Das Gericht erteilt ferner dem von dem Beklagten reklamierten Zurückbehaltungsrecht eine Absage. Die Geltendmachung eines Zurückbehaltungsrechts scheide aus, was sich aus dem zwischen den Parteien bestehenden Gesellschaftsvertrag ergebe. Laut Gesellschaftsvertrag hat der Beklagte im Falle des Ausscheidens der Praxis „unverzüglich… einen Antrag auf Ausschreibung … zu stellen, um die weitere Existenz der Gemeinschaftspraxis zu ermöglichen“.

Dem Zeitbedarf zur Ermittlung der Abfindung des ausscheidenden Partners steht das Interesse der Gemeinschaftspraxis an einer raschen Neuvergabe des zweiten Kassenarztsitzes entgegen. Diese hat für den Fortbestand der Praxis und die Existenz des verbliebenen Gesellschafters erhebliche Bedeutung. Ihr ist somit Priortät einzuräumen.

Konsequenzen:
Das dargestellte Urteil ist die Fortsetzung einer Auseinandersetzung einer ärztlichen Gemeinschaftspraxis, die sich mittlerweile über etliche Jahre hinzieht.

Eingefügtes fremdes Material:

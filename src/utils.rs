// Copyright (C) 2024 Mathew Robinson <chasinglogic@gmail.com>
//
// This program is free software: you can redistribute it and/or modify it under
// the terms of the GNU General Public License as published by the Free Software
// Foundation, version 3.
//
// This program is distributed in the hope that it will be useful, but WITHOUT
// ANY WARRANTY; without even the implied warranty of MERCHANTABILITY or FITNESS
// FOR A PARTICULAR PURPOSE. See the GNU General Public License for more details.
//
// You should have received a copy of the GNU General Public License along with
// this program. If not, see <https://www.gnu.org/licenses/>.
//
use std::sync::OnceLock;

use chrono::prelude::*;
use regex::Regex;

const COMMENT_CHARS: &[char] = &['/', '*', '#', '!', '<', '>', '-', ';'];

/// Matches a single `{{NAME}}` placeholder.
pub fn placeholder_re() -> &'static Regex {
    static RE: OnceLock<Regex> = OnceLock::new();
    RE.get_or_init(|| Regex::new(r"\{\{[A-Z_]+\}\}").expect("placeholder pattern is valid"))
}

pub fn current_year() -> String {
    format!("{}", Local::now().year())
}

/// Strip leading whitespace and comment characters from a header line.
pub fn strip_comment_leader(line: &str) -> &str {
    line.trim_start_matches(|c: char| c.is_whitespace() || COMMENT_CHARS.contains(&c))
}

/// The indentation continuation lines need to line up under the text that
/// follows `prefix`, keeping its comment characters.
pub fn hanging_indent(prefix: &str) -> String {
    let leader_len = prefix.len() - strip_comment_leader(prefix).len();
    let leader = &prefix[..leader_len];
    let rest = prefix[leader_len..].chars().count();
    format!("{}{}", leader, " ".repeat(rest))
}

/// Re-flow a rendered header line that grew past `columns` because of a
/// substituted value. `template_line` is the line before substitution and
/// decides where the hanging indent starts.
pub fn wrap_rendered_line(template_line: &str, rendered: &str, columns: usize) -> String {
    if rendered.chars().count() <= columns {
        return rendered.to_string();
    }

    let at = match placeholder_re().find(template_line) {
        Some(m) => m.start(),
        None => return rendered.to_string(),
    };

    let prefix = &template_line[..at];
    let indent = hanging_indent(prefix);
    if indent.chars().count() >= columns || !rendered.starts_with(prefix) {
        return rendered.to_string();
    }

    let options = textwrap::Options::new(columns)
        .initial_indent(prefix)
        .subsequent_indent(&indent);
    textwrap::fill(&rendered[at..], options)
}

#[cfg(test)]
mod tests {
    use super::*;

    #[test]
    fn test_strip_comment_leader() {
        assert_eq!("File Name: x", strip_comment_leader(" * File Name: x"));
        assert_eq!("File Name:", strip_comment_leader("# File Name:"));
        assert_eq!("", strip_comment_leader("<!--"));
    }

    #[test]
    fn test_hanging_indent() {
        assert_eq!(format!("# {}", " ".repeat(13)), hanging_indent("# Description: "));
        assert_eq!(format!(" * {}", " ".repeat(4)), hanging_indent(" * By: "));
        assert_eq!("    ", hanging_indent("Foo "));
    }

    #[test]
    fn test_wrap_rendered_line() {
        let template = "# Description: {{DESCRIPTION}}";
        let rendered = "# Description: Header generator that reads configuration and writes headers.";
        let wrapped = wrap_rendered_line(template, rendered, 42);
        let lines: Vec<&str> = wrapped.lines().collect();

        assert!(lines.len() > 1);
        assert!(lines[0].starts_with("# Description: Header"));
        for line in &lines {
            assert!(line.chars().count() <= 42, "{:?} is too long", line);
        }
        for line in &lines[1..] {
            assert!(line.starts_with(&format!("#{}", " ".repeat(14))));
        }

        let words: Vec<&str> = wrapped
            .lines()
            .flat_map(|l| strip_comment_leader(l).split_whitespace())
            .collect();
        assert_eq!(
            "Description: Header generator that reads configuration and writes headers.",
            words.join(" ")
        );
    }

    #[test]
    fn test_short_lines_are_untouched() {
        let rendered = "Description: Short.";
        assert_eq!(rendered, wrap_rendered_line("Description: {{DESCRIPTION}}", rendered, 80));
        assert_eq!("no placeholder at all", wrap_rendered_line("no placeholder at all", "no placeholder at all", 5));
    }

    #[test]
    fn test_current_year_is_four_digits() {
        let year = current_year();
        assert_eq!(4, year.len());
        assert!(year.chars().all(|c| c.is_ascii_digit()));
    }
}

Mit dem Urteil des BGH vom 22.07.2002 war zu Gunsten des Klägers ein Zwischenerfolg erzielt worden.

Die Entscheidung zeigt, dass präzise vertragliche Regelungen Zeit und Geld sparen können und sollte zum Anlass genommen werden, Verträge und Klauseln zu diesem Themenkomplex nochmal zu prüfen.

Der Bundesgerichtshof hat in seiner Entscheidung aus dem Jahre 2002 die Zulässigkeit einer Ausschreibungs- und Verzichtsverpflichtung ausdrücklich dann bejaht, wenn wenn der Ausscheidende wegen der relativen kurzen Zeit seiner Mitarbeit die Gemeinschaftspraxis noch nicht entscheidend mitprägen konnte. Es sind daher in einem Gesellschaftsvertrag über eine Gemeinschaftspraxis differenzierte Regelungen zu treffen, die die Vorgaben des BGH berücksichtigen.